___ PROVIDED ENTRIES
//! Descendant resolution over the organization tree.
//!
//! The tree is acyclic by construction (the join-parent workflow refuses
//! attachments that would close a cycle), but the resolver still carries a
//! hard node cap so a corrupted store cannot make the traversal loop forever.

use std::collections::{HashSet, VecDeque};

use crate::domain::ports::{OrganizationRepository, OrganizationRepositoryError};
use crate::domain::{Error, OrganizationId};

/// Upper bound on nodes visited in one traversal. Exceeding it means the
/// stored tree is corrupted, not that a legitimate hierarchy is this large.
pub const MAX_TRAVERSAL_NODES: usize = 10_000;

fn map_org_error(error: OrganizationRepositoryError) -> Error {
    match error {
        OrganizationRepositoryError::Connection { message } => {
            Error::service_unavailable(format!("organization repository unavailable: {message}"))
        }
        OrganizationRepositoryError::Query { message } => {
            Error::internal(format!("organization repository error: {message}"))
        }
    }
}

/// Transitive closure of child edges under `root`, excluding `root` itself.
///
/// Breadth-first so shallow descendants resolve before deep ones when the
/// cap is ever hit. Fails not-found when `root` does not exist.
pub async fn descendant_ids(
    orgs: &impl OrganizationRepository,
    root: &OrganizationId,
) -> Result<HashSet<OrganizationId>, Error> {
    if orgs
        .find_by_id(root)
        .await
        .map_err(map_org_error)?
        .is_none()
    {
        return Err(Error::not_found("organization not found"));
    }

    let mut visited = HashSet::from([*root]);
    let mut queue = VecDeque::from([*root]);
    while let Some(current) = queue.pop_front() {
        for child in orgs.children_of(&current).await.map_err(map_org_error)? {
            if visited.insert(child) {
                if visited.len() > MAX_TRAVERSAL_NODES {
                    return Err(Error::internal(
                        "organization hierarchy exceeds the traversal node limit",
                    ));
                }
                queue.push_back(child);
            }
        }
    }

    visited.remove(root);
    Ok(visited)
}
______
Above are the records. Copy every line in them holding "found".

> _TASK ANSWER_
/// cap is ever hit. Fails not-found when `root` does not exist.
        return Err(Error::not_found("organization not found"));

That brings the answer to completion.